The Global Finishes Group's net sales stated in US dollars increased 3.6 percent to $470.3 million in the quarter primarily due to higher paint sales volume and selling price increases. Selling price increases were partially offset by raw material cost increases.
As of March 31, 2017, the company had cash on hand of $1.02 billion that will be utilized to fund the Valspar acquisition. John G. Morikis, Chairman, President and Chief Executive Officer, said, "We are pleased to report record sales and earnings per share from the continued positive sales volume and strong operating results of our Paint Stores Group and operating margin improvement in our Global Finishes Group.”
Last week we reported on the sale of Valspar’s wood coatings business to Axalta, and speculated that this may be what the companies needed to satisfy regulators before the acquisition could take place. The press release from Sherwin-Williams confirms this and notes that, “The sale of Valspar's North American Industrial Wood Coatings business to Axalta is subject to the closing of the Valspar and Sherwin-Williams merger.” The deal still needs approval from the regulators here and in the US to become final.
Credit Suisse set a $344 price target on shares of Sherwin-Williams and gave the company a “buy” rating in a research report on Thursday.
- LKQ Corporation will release first quarter 2017 financial results before the market opens on Thursday, April 27, 2017. Watch for more on this next week.

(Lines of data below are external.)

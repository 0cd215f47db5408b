// ABOUTME: Authentication middleware for protected route handlers
// ABOUTME: Resolves bearer JWT tokens to user records before business logic runs
//
// SPDX-License-Identifier: MIT OR Apache-2.0

use crate::auth::{AuthManager, AuthResult};
use crate::database::Database;
use crate::errors::{AppError, AppResult};
use axum::http::HeaderMap;
use uuid::Uuid;

/// Middleware resolving a bearer credential to exactly one user
///
/// Protected handlers call this before touching business logic; a missing or
/// invalid token never reaches a database mutation.
#[derive(Clone)]
pub struct AuthMiddleware {
    auth_manager: AuthManager,
    database: Database,
}

impl AuthMiddleware {
    /// Create new auth middleware
    #[must_use]
    pub const fn new(auth_manager: AuthManager, database: Database) -> Self {
        Self {
            auth_manager,
            database,
        }
    }

    /// Authenticate a request from its headers
    ///
    /// # Errors
    ///
    /// Returns an error if the Authorization header is missing or malformed,
    /// token validation fails, or the user no longer exists.
    pub async fn authenticate_request(&self, headers: &HeaderMap) -> AppResult<AuthResult> {
        let auth_header = headers
            .get("authorization")
            .and_then(|h| h.to_str().ok())
            .ok_or_else(AppError::auth_required)?;

        let token = auth_header.strip_prefix("Bearer ").ok_or_else(|| {
            AppError::auth_invalid("Invalid authorization header format - must be 'Bearer <token>'")
        })?;

        self.authenticate_token(token).await
    }

    /// Authenticate a bare token string
    ///
    /// # Errors
    ///
    /// Returns an error if validation fails or the user no longer exists.
    pub async fn authenticate_token(&self, token: &str) -> AppResult<AuthResult> {
        let claims = self
            .auth_manager
            .validate_token(token)
            .map_err(|e| AppError::auth_invalid(format!("JWT validation failed: {e}")))?;

        let user_id = Uuid::parse_str(&claims.sub)
            .map_err(|_| AppError::auth_invalid("Invalid user ID in token"))?;

        // Confirm the subject still resolves to a record
        let user = self
            .database
            .get_user(user_id)
            .await
            .map_err(|e| AppError::database(e.to_string()))?
            .ok_or_else(|| AppError::auth_invalid("Token subject no longer exists"))?;

        tracing::debug!(user_id = %user.id, "request authenticated");

        Ok(AuthResult { user_id: user.id })
    }
}
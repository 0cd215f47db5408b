// ABOUTME: Route handlers for the calorie accumulator REST API
// ABOUTME: Provides the per-user running total increment and read endpoints
//
// SPDX-License-Identifier: MIT OR Apache-2.0

//! Calorie accumulator routes
//!
//! The increment is a single atomic read-modify-write at the storage layer,
//! so concurrent requests for the same user always sum exactly. Negative
//! deltas are rejected at this boundary to keep the total monotonically
//! non-decreasing.

use crate::{auth::AuthResult, errors::AppError, resources::ServerResources};
use axum::{
    extract::State,
    http::{HeaderMap, StatusCode},
    response::{IntoResponse, Response},
    routing::{get, post},
    Json, Router,
};
use serde::{Deserialize, Serialize};
use std::sync::Arc;

/// Calorie increment request; `exercise` is recorded in logs only
#[derive(Debug, Deserialize)]
pub struct AddCaloriesRequest {
    pub exercise: Option<String>,
    pub calories: i64,
}

/// Running-total response
#[derive(Debug, Serialize, Deserialize)]
pub struct TotalCaloriesResponse {
    #[serde(rename = "totalCalories")]
    pub total_calories: i64,
}

/// Calorie accumulator route handlers
pub struct CaloriesRoutes;

impl CaloriesRoutes {
    /// Create all calorie routes
    pub fn routes(resources: Arc<ServerResources>) -> Router {
        Router::new()
            .route("/api/calories", post(Self::handle_add))
            .route("/api/calories/total", get(Self::handle_total))
            .with_state(resources)
    }

    async fn authenticate(
        headers: &HeaderMap,
        resources: &Arc<ServerResources>,
    ) -> Result<AuthResult, AppError> {
        resources.auth_middleware.authenticate_request(headers).await
    }

    /// Handle POST /api/calories - increment and return the new total
    async fn handle_add(
        State(resources): State<Arc<ServerResources>>,
        headers: HeaderMap,
        Json(request): Json<AddCaloriesRequest>,
    ) -> Result<Response, AppError> {
        let auth = Self::authenticate(&headers, &resources).await?;

        if request.calories < 0 {
            return Err(AppError::out_of_range("calories must be non-negative"));
        }

        let total_calories = resources
            .database
            .increment_calories(auth.user_id, request.calories)
            .await
            .map_err(|e| AppError::database(e.to_string()))?;

        tracing::info!(
            user_id = %auth.user_id,
            exercise = request.exercise.as_deref().unwrap_or("unspecified"),
            amount = request.calories,
            total = total_calories,
            "calories recorded"
        );

        Ok((
            StatusCode::OK,
            Json(TotalCaloriesResponse { total_calories }),
        )
            .into_response())
    }

    /// Handle GET /api/calories/total - read the running total
    async fn handle_total(
        State(resources): State<Arc<ServerResources>>,
        headers: HeaderMap,
    ) -> Result<Response, AppError> {
        let auth = Self::authenticate(&headers, &resources).await?;

        let total_calories = resources
            .database
            .get_total_calories(auth.user_id)
            .await
            .map_err(|e| AppError::database(e.to_string()))?;

        Ok((
            StatusCode::OK,
            Json(TotalCaloriesResponse { total_calories }),
        )
            .into_response())
    }
}
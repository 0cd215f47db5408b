// ABOUTME: Route module organization for FitBurn HTTP endpoints
// ABOUTME: Provides route definitions organized by domain
//
// SPDX-License-Identifier: MIT OR Apache-2.0

//! Route modules organized by domain. Each module contains route definitions
//! and thin handler functions that delegate to service code.

/// Mock exercise analysis routes
pub mod analysis;
/// Authentication routes (register, login, Google OAuth)
pub mod auth;
/// Calorie accumulator routes
pub mod calories;
/// Health check routes
pub mod health;
/// Profile read/update, BMR, and avatar routes
pub mod profile;

pub use analysis::AnalysisRoutes;
pub use auth::{AuthRoutes, AuthService, LoginRequest, LoginResponse, RegisterRequest};
pub use calories::CaloriesRoutes;
pub use health::HealthRoutes;
pub use profile::ProfileRoutes;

- Equities researchers at National Bank Financial boosted their FY2018 earnings estimates for shares of Uni-Select in a note issued to investors on Wednesday. According to National Bank Financial analyst L. Aghazarian, Uni-Select will post earnings per share of $2.33 for the year, up from their previous forecast of $2.31. Raymond James Financial upped its price objective on shares of Uni-Select from $36.00 CAD to $38.00 CAD in a report back in February.
Related Market Notes
- Auto Part Max, an online source of used engines, remanufactured engines, rebuilt engines, used transmissions and replacement auto parts. It put a press release last week announcing that it had “achieved year over-year growth of 20 percent.” The press release went on to say that the family owned and operated company will be celebrating its 10th anniversary next year. Yalda Koohi, owner of Auto Part Max, was quoted as saying, “We operate in an extremely competitive field, and the secret of our lasting success and growth is hardly a secret at all ... We see ourselves as standing up for real people who are tired of getting the run around from auto part dealers, and simply want to work with an honest company that does business the right way, and treats every customer with total respect regardless of whether they need a $30,000 total power train replacement, or a $5 interior cabin bulb.”

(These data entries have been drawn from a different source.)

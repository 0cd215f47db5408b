// ABOUTME: Route handlers for the mock exercise analysis endpoint
// ABOUTME: Accepts uploaded media and returns randomized placeholder results
//
// SPDX-License-Identifier: MIT OR Apache-2.0

//! Exercise analysis stub
//!
//! This endpoint is an integration placeholder for a future real model. It
//! accepts a label from a fixed set plus one media file and returns a
//! fixed-shape result whose numbers are uniformly random: reps in `5..=24`,
//! calories in `20..=119`. No relationship exists between the uploaded media
//! and the returned values; the contract is shape and ranges only.

use crate::{auth::AuthResult, errors::AppError, resources::ServerResources};
use axum::{
    extract::{Multipart, State},
    http::{HeaderMap, StatusCode},
    response::{IntoResponse, Response},
    routing::post,
    Json, Router,
};
use rand::Rng;
use serde::{Deserialize, Serialize};
use std::sync::Arc;

/// Exercise labels the stub accepts
pub const EXERCISES: &[&str] = &["pushups", "squats", "situps", "pullups", "lunges", "plank"];

/// Rep-count range of the mock generator (inclusive)
pub const REPS_RANGE: std::ops::RangeInclusive<u32> = 5..=24;

/// Calorie-estimate range of the mock generator (inclusive)
pub const CALORIES_RANGE: std::ops::RangeInclusive<u32> = 20..=119;

/// Fixed-shape analysis result
#[derive(Debug, Serialize, Deserialize)]
pub struct AnalysisResult {
    pub exercise: String,
    pub reps: u32,
    pub calories: u32,
    pub feedback: String,
}

/// Exercise analysis route handlers
pub struct AnalysisRoutes;

impl AnalysisRoutes {
    /// Create the analysis route
    pub fn routes(resources: Arc<ServerResources>) -> Router {
        Router::new()
            .route("/api/exercise-ai/analyze", post(Self::handle_analyze))
            .with_state(resources)
    }

    /// Generate a mock result for a validated exercise label
    ///
    /// Results are ephemeral request/response payloads and never persisted.
    #[must_use]
    pub fn mock_result(exercise: &str) -> AnalysisResult {
        let mut rng = rand::thread_rng();
        AnalysisResult {
            exercise: exercise.to_owned(),
            reps: rng.gen_range(REPS_RANGE),
            calories: rng.gen_range(CALORIES_RANGE),
            feedback: "Great form! Keep it up!".to_owned(),
        }
    }

    /// Handle POST /api/exercise-ai/analyze
    async fn handle_analyze(
        State(resources): State<Arc<ServerResources>>,
        headers: HeaderMap,
        mut multipart: Multipart,
    ) -> Result<Response, AppError> {
        let auth: AuthResult = resources
            .auth_middleware
            .authenticate_request(&headers)
            .await?;

        let mut exercise: Option<String> = None;
        let mut has_file = false;

        while let Some(field) = multipart
            .next_field()
            .await
            .map_err(|e| AppError::invalid_input(format!("Malformed multipart body: {e}")))?
        {
            match field.name() {
                Some("exercise") => {
                    let value = field
                        .text()
                        .await
                        .map_err(|e| AppError::invalid_input(format!("Invalid exercise field: {e}")))?;
                    exercise = Some(value);
                }
                Some("file") => {
                    // Media is accepted and discarded; the stub never reads it
                    let _ = field.bytes().await.map_err(|e| {
                        AppError::invalid_input(format!("Failed to read upload: {e}"))
                    })?;
                    has_file = true;
                }
                _ => {}
            }
        }

        let Some(exercise) = exercise else {
            return Err(AppError::new(
                crate::errors::ErrorCode::MissingRequiredField,
                "Missing exercise field",
            ));
        };

        if !EXERCISES.contains(&exercise.as_str()) {
            return Err(AppError::invalid_input(format!(
                "Unknown exercise: {exercise}"
            )));
        }

        let result = Self::mock_result(&exercise);

        tracing::info!(
            user_id = %auth.user_id,
            exercise = %exercise,
            has_file,
            "exercise analysis requested"
        );

        Ok((StatusCode::OK, Json(result)).into_response())
    }
}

- Scotiabank recently released the latest issue of its Global Auto Report. According to the bank, “two million jobs in North America's auto sector could be at risk as a result of [Trump] interfering with the NAFTA supply chain ...” The report goes on to say that global car sales are experiencing impressive growth, but not all is peachy keen in the North American auto industry: “Trump’s push to renegotiate NAFTA has created significant uncertainty for an industry that has the most highly integrated supply chain of all manufacturing industries under NAFTA.”
According to the bank's analysts, the tight integration of the sector is what has allowed it to perform so well. “The integration of the North American auto market has enabled the sector to outperform on a global stage,” Carlos Gomes, Senior Economist and Auto Industry Specialist, Scotiabank, was quoted as saying. “Any new restriction to the free flow of vehicles and parts among the three countries would have a negative impact on economic activity in Canada, Mexico and the Unites States, including potential job losses.”
More than 92 per cent of all auto industry shipments from the US are now destined to one of the three NAFTA countries, according to the report.